Input for this task: Begin

//! Interactive story session over a console port

use serde::Serialize;

use super::tree::{History, Story, Tone};
use crate::{Result, ports::Console, types::Choice};

/// Horizontal rule written after the prologue and after every accepted
/// choice.
const SEPARATOR: &str = "====================\n\n";

/// Record of a finished story session, for reporting and transcript export.
#[derive(Debug, Clone, Serialize)]
pub struct StorySummary {
    pub choices: Vec<Choice>,
    pub segment: String,
    pub tone: Tone,
    pub early: bool,
}

/// One interactive playthrough of a story against a console.
///
/// The session resolves the current history to a node, writes its body,
/// and either finishes (ending node) or enumerates the node's choices and
/// collects one. Collection re-prompts until the input is an integer
/// within the offered range; the accepted choice is appended to the
/// history and the loop resolves again. The only terminal-state check is
/// the resolved node itself, so the early loss ends the session exactly
/// where the tree says it does.
pub struct StorySession<C: Console> {
    console: C,
    story: &'static Story,
    history: History,
}

impl<C: Console> StorySession<C> {
    /// Create a session at the start of a story.
    pub fn new(console: C, story: &'static Story) -> Self {
        StorySession {
            console,
            story,
            history: History::new(),
        }
    }

    /// The choices made so far.
    pub fn history(&self) -> &History {
        &self.history
    }

    /// The console, for inspecting captured output in tests.
    pub fn console(&self) -> &C {
        &self.console
    }

    /// Play the story to an ending.
    ///
    /// # Errors
    ///
    /// Returns an error for console failures, or
    /// [`crate::Error::UnrecognizedHistory`] if the tree and the collected
    /// history ever disagree, which would be an authoring defect.
    pub fn run(&mut self) -> Result<StorySummary> {
        self.console.write(self.story.welcome)?;
        self.console.write(SEPARATOR)?;
        self.console.write(self.story.prologue)?;
        self.console.write(SEPARATOR)?;

        loop {
            let node = self.story.tree.resolve(&self.history)?;
            self.console.write(node.body)?;

            if let Some(ending) = node.ending() {
                if ending.early {
                    self.console.write("You have LOST.\n")?;
                }
                return Ok(StorySummary {
                    choices: self.history.choices().to_vec(),
                    segment: node.segment.as_str().to_string(),
                    tone: ending.tone,
                    early: ending.early,
                });
            }

            self.console.write("What do you do?\n")?;
            for (i, arm) in node.arms().iter().enumerate() {
                let line = format!("{}. {}\n", i + 1, arm.label);
                self.console.write(&line)?;
            }

            let choice = self.collect_choice(node.choice_count())?;
            self.history.push(choice);
            self.console.write(SEPARATOR)?;
        }
    }

    /// Prompt until the player supplies a choice the current node offers.
    fn collect_choice(&mut self, options: usize) -> Result<Choice> {
        self.console.write("Enter your choice: ")?;
        loop {
            let line = self.console.read_line()?;
            if let Some(choice) = Self::parse_choice(&line, options) {
                return Ok(choice);
            }
            self.console
                .write("Invalid choice, please enter a valid choice: ")?;
        }
    }

    /// Interpret one input line as an offered choice, if it is one.
    fn parse_choice(line: &str, options: usize) -> Option<Choice> {
        let value: usize = line.trim().parse().ok()?;
        Choice::from_input(value, options).ok()
    }
}

#[cfg(test)]
mod tests {
    use super::*;
    use crate::adapters::ScriptedConsole;
    use crate::adventure::script::ORK_ASSAULT;

    fn run_story(lines: &[&str]) -> (StorySummary, String) {
        let console = ScriptedConsole::with_lines(lines.iter().copied());
        let mut session = StorySession::new(console, &ORK_ASSAULT);
        let summary = session.run().expect("session should complete");
        let output = session.console().output().to_string();
        (summary, output)
    }

    #[test]
    fn test_intro_precedes_the_first_node() {
        let (_, output) = run_story(&["2", "1"]);
        let welcome_at = output.find("Welcome to my text based adventure game!").unwrap();
        let begins_at = output.find("The Story Begins!").unwrap();
        let first_node_at = output.find("As the Orks charge forward").unwrap();
        assert!(welcome_at < begins_at && begins_at < first_node_at);
        assert!(output.contains("====================\n\n"));
    }

    #[test]
    fn test_choices_are_enumerated_after_the_body() {
        let (_, output) = run_story(&["2", "1"]);
        assert!(output.contains("What do you do?\n"));
        assert!(
            output.contains("1. Order your squad to leave the fortification and charge the Orks head on.\n")
        );
        assert!(output.contains("2. Order the squad to open fire.\n"));
    }

    #[test]
    fn test_early_loss_prints_the_verdict_line() {
        let (summary, output) = run_story(&["2", "1"]);
        assert!(output.contains("You have LOST.\n"));
        assert_eq!(summary.segment, "fall-back");
        assert_eq!(summary.tone, Tone::Defeat);
        assert!(summary.early);
        assert_eq!(summary.choices.len(), 2);
    }

    #[test]
    fn test_full_depth_withdrawal_has_no_verdict_line() {
        let (summary, output) = run_story(&["1", "2", "2"]);
        assert!(!output.contains("You have LOST.\n"));
        assert_eq!(summary.segment, "fall-back");
        assert_eq!(summary.tone, Tone::Withdrawal);
        assert!(!summary.early);
    }

    #[test]
    fn test_invalid_choices_are_reprompted() {
        let (summary, output) = run_story(&["3", "0", "nonsense", "2", "2", "2"]);
        let reprompts = output
            .matches("Invalid choice, please enter a valid choice: ")
            .count();
        assert_eq!(reprompts, 3, "each bad line should re-prompt once");
        assert_eq!(summary.segment, "orks-routed");
        assert_eq!(summary.tone, Tone::Victory);
    }

    #[test]
    fn test_input_ending_mid_story_is_a_console_error() {
        let console = ScriptedConsole::with_lines(["1"]);
        let mut session = StorySession::new(console, &ORK_ASSAULT);
        let result = session.run();
        assert!(matches!(result, Err(crate::Error::ConsoleClosed)));
        assert_eq!(session.history().len(), 1, "accepted choices stay recorded");
    }

    #[test]
    fn test_separator_follows_each_accepted_choice() {
        let (_, output) = run_story(&["1", "1", "2"]);
        // Two after the intro, one after each of the three choices
        assert_eq!(output.matches(SEPARATOR).count(), 5);
    }
}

Input for this task: End

» Task to carry out:
Reproduce the records above word for word.

» Result for this exercise:
//! Interactive story session over a console port

use serde::Serialize;

use super::tree::{History, Story, Tone};
use crate::{Result, ports::Console, types::Choice};

/// Horizontal rule written after the prologue and after every accepted
/// choice.
const SEPARATOR: &str = "====================\n\n";

/// Record of a finished story session, for reporting and transcript export.
#[derive(Debug, Clone, Serialize)]
pub struct StorySummary {
    pub choices: Vec<Choice>,
    pub segment: String,
    pub tone: Tone,
    pub early: bool,
}

/// One interactive playthrough of a story against a console.
///
/// The session resolves the current history to a node, writes its body,
/// and either finishes (ending node) or enumerates the node's choices and
/// collects one. Collection re-prompts until the input is an integer
/// within the offered range; the accepted choice is appended to the
/// history and the loop resolves again. The only terminal-state check is
/// the resolved node itself, so the early loss ends the session exactly
/// where the tree says it does.
pub struct StorySession<C: Console> {
    console: C,
    story: &'static Story,
    history: History,
}

impl<C: Console> StorySession<C> {
    /// Create a session at the start of a story.
    pub fn new(console: C, story: &'static Story) -> Self {
        StorySession {
            console,
            story,
            history: History::new(),
        }
    }

    /// The choices made so far.
    pub fn history(&self) -> &History {
        &self.history
    }

    /// The console, for inspecting captured output in tests.
    pub fn console(&self) -> &C {
        &self.console
    }

    /// Play the story to an ending.
    ///
    /// # Errors
    ///
    /// Returns an error for console failures, or
    /// [`crate::Error::UnrecognizedHistory`] if the tree and the collected
    /// history ever disagree, which would be an authoring defect.
    pub fn run(&mut self) -> Result<StorySummary> {
        self.console.write(self.story.welcome)?;
        self.console.write(SEPARATOR)?;
        self.console.write(self.story.prologue)?;
        self.console.write(SEPARATOR)?;

        loop {
            let node = self.story.tree.resolve(&self.history)?;
            self.console.write(node.body)?;

            if let Some(ending) = node.ending() {
                if ending.early {
                    self.console.write("You have LOST.\n")?;
                }
                return Ok(StorySummary {
                    choices: self.history.choices().to_vec(),
                    segment: node.segment.as_str().to_string(),
                    tone: ending.tone,
                    early: ending.early,
                });
            }

            self.console.write("What do you do?\n")?;
            for (i, arm) in node.arms().iter().enumerate() {
                let line = format!("{}. {}\n", i + 1, arm.label);
                self.console.write(&line)?;
            }

            let choice = self.collect_choice(node.choice_count())?;
            self.history.push(choice);
            self.console.write(SEPARATOR)?;
        }
    }

    /// Prompt until the player supplies a choice the current node offers.
    fn collect_choice(&mut self, options: usize) -> Result<Choice> {
        self.console.write("Enter your choice: ")?;
        loop {
            let line = self.console.read_line()?;
            if let Some(choice) = Self::parse_choice(&line, options) {
                return Ok(choice);
            }
            self.console
                .write("Invalid choice, please enter a valid choice: ")?;
        }
    }

    /// Interpret one input line as an offered choice, if it is one.
    fn parse_choice(line: &str, options: usize) -> Option<Choice> {
        let value: usize = line.trim().parse().ok()?;
        Choice::from_input(value, options).ok()
    }
}

#[cfg(test)]
mod tests {
    use super::*;
    use crate::adapters::ScriptedConsole;
    use crate::adventure::script::ORK_ASSAULT;

    fn run_story(lines: &[&str]) -> (StorySummary, String) {
        let console = ScriptedConsole::with_lines(lines.iter().copied());
        let mut session = StorySession::new(console, &ORK_ASSAULT);
        let summary = session.run().expect("session should complete");
        let output = session.console().output().to_string();
        (summary, output)
    }

    #[test]
    fn test_intro_precedes_the_first_node() {
        let (_, output) = run_story(&["2", "1"]);
        let welcome_at = output.find("Welcome to my text based adventure game!").unwrap();
        let begins_at = output.find("The Story Begins!").unwrap();
        let first_node_at = output.find("As the Orks charge forward").unwrap();
        assert!(welcome_at < begins_at && begins_at < first_node_at);
        assert!(output.contains("====================\n\n"));
    }

    #[test]
    fn test_choices_are_enumerated_after_the_body() {
        let (_, output) = run_story(&["2", "1"]);
        assert!(output.contains("What do you do?\n"));
        assert!(
            output.contains("1. Order your squad to leave the fortification and charge the Orks head on.\n")
        );
        assert!(output.contains("2. Order the squad to open fire.\n"));
    }

    #[test]
    fn test_early_loss_prints_the_verdict_line() {
        let (summary, output) = run_story(&["2", "1"]);
        assert!(output.contains("You have LOST.\n"));
        assert_eq!(summary.segment, "fall-back");
        assert_eq!(summary.tone, Tone::Defeat);
        assert!(summary.early);
        assert_eq!(summary.choices.len(), 2);
    }

    #[test]
    fn test_full_depth_withdrawal_has_no_verdict_line() {
        let (summary, output) = run_story(&["1", "2", "2"]);
        assert!(!output.contains("You have LOST.\n"));
        assert_eq!(summary.segment, "fall-back");
        assert_eq!(summary.tone, Tone::Withdrawal);
        assert!(!summary.early);
    }

    #[test]
    fn test_invalid_choices_are_reprompted() {
        let (summary, output) = run_story(&["3", "0", "nonsense", "2", "2", "2"]);
        let reprompts = output
            .matches("Invalid choice, please enter a valid choice: ")
            .count();
        assert_eq!(reprompts, 3, "each bad line should re-prompt once");
        assert_eq!(summary.segment, "orks-routed");
        assert_eq!(summary.tone, Tone::Victory);
    }

    #[test]
    fn test_input_ending_mid_story_is_a_console_error() {
        let console = ScriptedConsole::with_lines(["1"]);
        let mut session = StorySession::new(console, &ORK_ASSAULT);
        let result = session.run();
        assert!(matches!(result, Err(crate::Error::ConsoleClosed)));
        assert_eq!(session.history().len(), 1, "accepted choices stay recorded");
    }

    #[test]
    fn test_separator_follows_each_accepted_choice() {
        let (_, output) = run_story(&["1", "1", "2"]);
        // Two after the intro, one after each of the three choices
        assert_eq!(output.matches(SEPARATOR).count(), 5);
    }
}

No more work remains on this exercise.